*Your task*
Could you repeat word for word only the lines from the one containing "pub struct DomIds" to the last line of the data below?

*** Opening Material to process ***

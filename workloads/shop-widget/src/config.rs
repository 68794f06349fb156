//! Widget configuration.

use std::path::Path;
use std::time::Duration;

use anyhow::{Context, Result};
use clothshop_commerce::checkout::DEFAULT_PAYMENT;
use clothshop_commerce::Currency;
use clothshop_data::ApiEndpoints;
use clothshop_observability::LoggingConfig;
use serde::{Deserialize, Serialize};

/// Widget configuration. Every field has a default, so an empty document
/// is a valid config.
#[derive(Debug, Clone, PartialEq, Eq, Serialize, Deserialize)]
#[serde(default)]
pub struct WidgetConfig {
    /// Server endpoints.
    pub api: ApiEndpoints,
    /// Where the browser goes after a placed order.
    pub orders_page: String,
    /// Currency prices are shown in.
    pub currency: Currency,
    /// How long the toast stays up, in milliseconds.
    pub toast_ms: u64,
    /// Message shown when a line is added.
    pub toast_message: String,
    /// Placeholder cards mounted while products load.
    pub skeleton_count: usize,
    /// Payment method used when the selector is empty.
    pub default_payment: String,
    /// Element ids and selectors.
    pub dom: DomIds,
    /// Logging setup.
    pub logging: LoggingConfig,
}

impl Default for WidgetConfig {
    fn default() -> Self {
        Self {
            api: ApiEndpoints::default(),
            orders_page: "/orders".to_string(),
            currency: Currency::INR,
            toast_ms: 1200,
            toast_message: "Added to cart".to_string(),
            skeleton_count: 8,
            default_payment: DEFAULT_PAYMENT.to_string(),
            dom: DomIds::default(),
            logging: LoggingConfig::default().with_component("shop-widget"),
        }
    }
}

impl WidgetConfig {
    /// Parse a JSON document.
    pub fn from_json(json: &str) -> Result<Self> {
        serde_json::from_str(json).context("Failed to parse JSON widget config")
    }

    /// Parse a TOML document.
    pub fn from_toml(text: &str) -> Result<Self> {
        toml::from_str(text).context("Failed to parse TOML widget config")
    }

    /// Load a config file; `.json` files are JSON, anything else TOML.
    pub fn load(path: impl AsRef<Path>) -> Result<Self> {
        let path = path.as_ref();
        let content = std::fs::read_to_string(path)
            .with_context(|| format!("Failed to read config file: {}", path.display()))?;

        let is_json = path
            .extension()
            .map_or(false, |ext| ext.eq_ignore_ascii_case("json"));
        if is_json {
            Self::from_json(&content)
                .with_context(|| format!("Invalid config file: {}", path.display()))
        } else {
            Self::from_toml(&content)
                .with_context(|| format!("Invalid config file: {}", path.display()))
        }
    }

    /// Override the server base URL.
    pub fn with_base_url(mut self, base_url: impl Into<String>) -> Self {
        self.api = self.api.with_base_url(base_url);
        self
    }

    /// Toast display time.
    pub fn toast_duration(&self) -> Duration {
        Duration::from_millis(self.toast_ms)
    }

    /// Payment method to submit for a selector value.
    pub fn payment_or_default<'a>(&'a self, selected: &'a str) -> &'a str {
        let selected = selected.trim();
        if selected.is_empty() {
            &self.default_payment
        } else {
            selected
        }
    }
}

/// Ids of the page elements the widget binds to.
#[derive(Debug, Clone, PartialEq, Eq, Serialize, Deserialize)]
#[serde(default)]
pub struct DomIds {
    pub grid: String,
    pub cart_items: String,
    pub total: String,
    pub address: String,
    pub payment: String,
    pub checkout_button: String,
    pub cart_empty: String,
    pub search: String,
    pub toast: String,
    /// Container for the order history list, on the orders page.
    pub orders: String,
    /// CSS selector matching the brand chips.
    pub chip_selector: String,
    /// `data-*` key holding a chip's brand.
    pub chip_dataset_key: String,
}

impl Default for DomIds {
    fn default() -> Self {
        Self {
            grid: "product-grid".to_string(),
            cart_items: "cart-items".to_string(),
            total: "total".to_string(),
            address: "address".to_string(),
            payment: "payment".to_string(),
            checkout_button: "checkout-btn".to_string(),
            cart_empty: "cart-empty".to_string(),
            search: "search".to_string(),
            toast: "toast".to_string(),
            orders: "order-list".to_string(),
            chip_selector: ".chip".to_string(),
            chip_dataset_key: "brand".to_string(),
        }
    }
}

*** Closing Material to process ***

*Written answer*
pub struct DomIds {
    pub grid: String,
    pub cart_items: String,
    pub total: String,
    pub address: String,
    pub payment: String,
    pub checkout_button: String,
    pub cart_empty: String,
    pub search: String,
    pub toast: String,
    /// Container for the order history list, on the orders page.
    pub orders: String,
    /// CSS selector matching the brand chips.
    pub chip_selector: String,
    /// `data-*` key holding a chip's brand.
    pub chip_dataset_key: String,
}

impl Default for DomIds {
    fn default() -> Self {
        Self {
            grid: "product-grid".to_string(),
            cart_items: "cart-items".to_string(),
            total: "total".to_string(),
            address: "address".to_string(),
            payment: "payment".to_string(),
            checkout_button: "checkout-btn".to_string(),
            cart_empty: "cart-empty".to_string(),
            search: "search".to_string(),
            toast: "toast".to_string(),
            orders: "order-list".to_string(),
            chip_selector: ".chip".to_string(),
            chip_dataset_key: "brand".to_string(),
        }
    }
}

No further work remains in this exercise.